# wife is looking to plant a flower garden



## Big John (Feb 4, 2009)

http://www.territorialseed.com/product/678/116

 might try to talk her into trying these.


----------



## brooksbeefarm (Apr 13, 2008)

neal/cheryl said:


> My wife is looking to plant a flower garden to attract the humming birds
> can anyone suggest flowers that bees will benifit from
> the garden is going to be in the full sun
> Thanks


Red or pink honeysuckle bush for hummingbirds and russian sage for bees are a good choice, i think. Jack


----------



## Hobie (Jun 1, 2006)

I had my green-thumb brother in law plan me a hummingbird garden for a sunny area. Plants he selected for me, for both hummingbirds and all-season blooming, included:
Bee balm (hummingbirds love these!) (Monarda "Jacob Cline")
Coral bells (Heuchera "Firefly")
Cardinal flower (Lobelia Cardinalis)
Butterly weed 
Yarrow (this spread a lot, beware)
Phlox
Black-eyed Susan (Rudbeckia "Goldsturm")
New England Aster "purple dome"
Sedum "Autumn joy" 
and some tall orange flower that I can not for the life of me remember.
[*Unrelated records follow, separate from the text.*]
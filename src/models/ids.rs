//! Strongly-typed ID wrappers for backend entities
//!
//! The backend numbers entries, lines and accounts with plain integers.
//! Newtype wrappers keep an entry id from being passed where an account
//! code is expected.

use serde::{Deserialize, Serialize};
use std::fmt;
use std::num::ParseIntError;
use std::str::FromStr;

/// Macro to generate integer ID newtype wrappers
macro_rules! define_id {
    ($name:ident, $display_prefix:literal) => {
        #[derive(Debug, Clone, Copy, PartialEq, Eq, PartialOrd, Ord, Hash, Default, Serialize, Deserialize)]
        #[serde(transparent)]
        pub struct $name(i64);

        impl $name {
            /// Wrap a raw backend number
            pub const fn new(value: i64) -> Self {
                Self(value)
            }

            /// Get the raw backend number
            pub const fn value(&self) -> i64 {
                self.0
            }
        }

        impl fmt::Display for $name {
            fn fmt(&self, f: &mut fmt::Formatter<'_>) -> fmt::Result {
                write!(f, "{}{}", $display_prefix, self.0)
            }
        }

        impl From<i64> for $name {
            fn from(value: i64) -> Self {
                Self(value)
            }
        }

        impl FromStr for $name {
            type Err = ParseIntError;

            fn from_str(s: &str) -> Result<Self, Self::Err> {
                let s = s.trim();
                let s = s.strip_prefix($display_prefix).unwrap_or(s);
                Ok(Self(s.parse()?))
            }
        }
    };
}

define_id!(EntryId, "JE-");
define_id!(LineId, "L-");
define_id!(AccountCode, "");

#[cfg(test)]
mod tests {
    use super::*;

    #[test]
    fn test_id_display() {
        assert_eq!(EntryId::new(7).to_string(), "JE-7");
        assert_eq!(LineId::new(2).to_string(), "L-2");
        assert_eq!(AccountCode::new(1001).to_string(), "1001");
    }

    #[test]
    fn test_id_parse_accepts_prefix() {
        assert_eq!("JE-12".parse::<EntryId>().unwrap(), EntryId::new(12));
        assert_eq!("12".parse::<EntryId>().unwrap(), EntryId::new(12));
        assert_eq!(" 4001 ".parse::<AccountCode>().unwrap(), AccountCode::new(4001));
        assert!("JE-x".parse::<EntryId>().is_err());
    }

    #[test]
    fn test_id_serialization_is_bare_number() {
        let json = serde_json::to_string(&AccountCode::new(5001)).unwrap();
        assert_eq!(json, "5001");
        let back: AccountCode = serde_json::from_str(&json).unwrap();
        assert_eq!(back, AccountCode::new(5001));
    }

    #[test]
    fn test_ids_order_numerically() {
        let mut codes = vec![AccountCode::new(5001), AccountCode::new(1001), AccountCode::new(4001)];
        codes.sort();
        assert_eq!(codes.first(), Some(&AccountCode::new(1001)));
    }
}
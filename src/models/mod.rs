//! Core data models for ledgerdesk
//!
//! This module contains the data structures of the accounting domain as the
//! client sees it: journal entries and their drafts, money, chat messages and
//! document extractions.

pub mod chat;
pub mod draft;
pub mod extraction;
pub mod ids;
pub mod journal;
pub mod money;

pub use chat::{ChatMessage, ChatSession, MessageOptions, MessageUpdate, Role};
pub use draft::{DraftLine, JournalEntryDraft, MIN_DRAFT_LINES};
pub use extraction::{ComplianceNote, Extraction, NoteKind};
pub use ids::{AccountCode, EntryId, LineId};
pub use journal::{JournalEntry, JournalEntryLine, LineAmounts};
pub use money::{Money, MoneyParseError};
Adjust as necessary for your zone. For a faster start with potted plants, I highly recommend Bluestone Perennials http://www.bluestoneperennials.com/b/bp/index.html


----------



## Eaglerock (Jul 8, 2008)

Hollyhocks and Foxgloves


----------



## NeilV (Nov 18, 2006)

If you don't mind a plant that goes to seed and tries to take over the world, hummingbirds like trumpetvine.


----------



## jmgi (Jan 15, 2009)

Butterfly bush, which is different from butterfly weed. Butterfly bushes grow extremely fast, can reach 8 ft. tall and are loaded with nectar rich flower stalks.


----------



## Eaglerock (Jul 8, 2008)

NeilV said:


> If you don't mind a plant that goes to seed and tries to take over the world, hummingbirds like trumpetvine.
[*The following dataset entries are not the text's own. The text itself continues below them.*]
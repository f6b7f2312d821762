//! Black-box tests for the ledgerdesk binary

use assert_cmd::Command;
use predicates::prelude::*;
use tempfile::TempDir;

fn ledgerdesk(data_dir: &TempDir) -> Command {
    let mut cmd = Command::cargo_bin("ledgerdesk").unwrap();
    cmd.env("LEDGERDESK_DATA_DIR", data_dir.path())
        .env_remove("LEDGERDESK_API_URL")
        .env_remove("RUST_LOG");
    cmd
}

fn write_entry(dir: &TempDir, name: &str, body: &str) -> std::path::PathBuf {
    let path = dir.path().join(name);
    std::fs::write(&path, body).unwrap();
    path
}

#[test]
fn help_lists_commands() {
    let data_dir = TempDir::new().unwrap();
    ledgerdesk(&data_dir)
        .arg("--help")
        .assert()
        .success()
        .stdout(predicate::str::contains("entry"))
        .stdout(predicate::str::contains("ledger"))
        .stdout(predicate::str::contains("chat"));
}

#[test]
fn check_accepts_balanced_entry() {
    let data_dir = TempDir::new().unwrap();
    let file = write_entry(
        &data_dir,
        "balanced.json",
        r#"{
            "date": "2025-09-01",
            "reference": "REF001",
            "description": "Capital injection",
            "lines": [
                {"account_code": 1001, "debit": 2500.00, "credit": 0},
                {"account_code": 3001, "debit": 0, "credit": 2500.00}
            ]
        }"#,
    );

    ledgerdesk(&data_dir)
        .args(["entry", "check"])
        .arg(&file)
        .assert()
        .success()
        .stdout(predicate::str::contains("Balanced"))
        .stdout(predicate::str::contains("Ready to create."));
}

#[test]
fn check_rejects_unbalanced_entry_without_reference() {
    let data_dir = TempDir::new().unwrap();
    let file = write_entry(
        &data_dir,
        "unbalanced.json",
        r#"{
            "date": "2025-09-01",
            "description": "Rent",
            "lines": [
                {"account_code": 5001, "debit": 5000, "credit": 0},
                {"account_code": 1001, "debit": 0, "credit": 4999.99}
            ]
        }"#,
    );

    ledgerdesk(&data_dir)
        .args(["je", "check"])
        .arg(&file)
        .assert()
        .failure()
        .stdout(predicate::str::contains("Out of balance by"))
        .stdout(predicate::str::contains("Cannot create:"))
        .stderr(predicate::str::contains("Reference is required"))
        .stderr(predicate::str::contains("out of balance"));
}

#[test]
fn check_reports_bad_date() {
    let data_dir = TempDir::new().unwrap();
    let file = write_entry(
        &data_dir,
        "bad-date.json",
        r#"{"date": "01/09/2025", "reference": "R", "description": "D", "lines": []}"#,
    );

    ledgerdesk(&data_dir)
        .args(["entry", "check"])
        .arg(&file)
        .assert()
        .failure()
        .stderr(predicate::str::contains("Invalid date format"));
}

#[test]
fn config_shows_data_directory() {
    let data_dir = TempDir::new().unwrap();
    ledgerdesk(&data_dir)
        .arg("config")
        .assert()
        .success()
        .stdout(predicate::str::contains(data_dir.path().to_str().unwrap()))
        .stdout(predicate::str::contains("Initialized:        false"));
}

#[test]
fn api_url_flag_overrides_settings() {
    let data_dir = TempDir::new().unwrap();
    ledgerdesk(&data_dir)
        .args(["--api-url", "http://ledger.test:9000", "config"])
        .assert()
        .success()
        .stdout(predicate::str::contains("http://ledger.test:9000"));
}

#[test]
fn init_writes_settings_file() {
    let data_dir = TempDir::new().unwrap();
    ledgerdesk(&data_dir).arg("init").assert().success();

    let settings = data_dir.path().join("config.json");
    assert!(settings.exists());
    let text = std::fs::read_to_string(settings).unwrap();
    assert!(text.contains("api_url"));

    ledgerdesk(&data_dir)
        .arg("config")
        .assert()
        .success()
        .stdout(predicate::str::contains("Initialized:        true"));
}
Yes they can be invasive. But they are not too bad if you pull out ones you don't want early.


----------



## slickbrightspear (Jan 9, 2009)

trumpet vine grows wild in a lot of tobbacco patches here locals call it cow vine not sure why but it can be very invasive


----------



## Buckwheat (Jul 6, 2008)

*Buckwheat*

Buckwheat is a fast growing plant but not invasive. Honeybees love it and it can be double cropped south of the Mason-Dixon line.


----------



## dcross (Jan 20, 2003)

Buckwheat said:


> Buckwheat is a fast growing plant but not invasive. Honeybees love it and it can be double cropped south of the Mason-Dixon line.


Double and triple crops in WI also I had hummingbirds on my zinnias last summer, Will Rogers from Jungs.


http://www.jungseed.com/dp3.asp?c=451&SKU=08162


----------



## Eaglerock (Jul 8, 2008)

Buckwheat said:


> Buckwheat is a fast growing plant but not invasive. Honeybees love it and it can be double cropped south of the Mason-Dixon line.


Buckwheat has always been and shall forever will be, the best honey IMO. Problem is finding a farmer that plants it. But they do use it to put things back into the soil that is needed. I even know someone with a tree farm that plants buckwheat. :shhhh:


----------



## dragonfly (Jun 18, 2002)

If you want a single plant for both hummers and bees, plant some Grandpa Ott variety morning glories. The hummers like the nectar, and my bees visit it for pollen.


----------



## neal/cheryl (Mar 22, 2008)

Thanks for the info 
Neal


----------



## Walliebee (Nov 17, 2006)

Here's my list of plants that I have seen hummingbirds use in NC.

A '*' indicates plants that were fed upon very often.

Natives to the Eastern US for hummingbirds

Perennial Vines
*Trumpet Honeysuckle, Lonicera sempervirens—Spring -Summer
Trumpet Creeper, Campsis radicans-- Summer-Fall
Crossvine, Bignonia capreolata – Spring-Summer

Herbaceous Perennials
Beebalm or Oswego Tea, Monarda didyma-- Summer
*Cardinal Flower, Lobelia cardinalis—Late Summer-Fall
*Red Columbine, Aquilegia canadense—Spring-Early Summer
Canada Lily, Lilium canadense—Late Spring
*Indian Pink, Spigelia marilandica—Late Spring-Summer

Shrubs
*Red Buckeye, Aesculus pavia – Spring
Summersweet, Clethera alnifolia – Summer-Fall

Reseeding Annual
*Spotted Jewelweed, Impatiens capensis—Late Summer


Non-Natives for Hummingbirds

Pineapple Sage, Salvia elegans
*Giant Blue Sage, Salvia guaranitica
(any of the Salvia’s attract them well)
*Red hot poker Kniphofia uvaria
*Fuchsia Fuschia hybrida
*Four-o'-clock Mirabilis jalapa
Beard Tongue Penstemon sp.
Shrub Verbena, Lantana camara 
Canna Canna sp. 
Gladiolus Gladiolus sp.
Butterfly Bush, Buddleia davidii
Rose of Sharon, Hibiscus syriacus
Cypress Vine, Ipomoea quamoclit 
*Flowering tobacco Nicotiana alata, N. sylvestris
Petunia Petunia hybrida 
*Spider flower Cleome hasslerana 
Zinnia Zinnia sp.


----------



## Zane (Mar 28, 2008)

*more plants*

Hysop(I like the anise hysop)
Mint
Lavender
Sedum
Pea's(like a clinbing vine type)
Maybe a dwarf fruit tree ir 2 to give a little shade so you can plant some partial shade variteies!!
Tuplips
Basil
Russian sage

have fun. gardenings good for the soul!


----------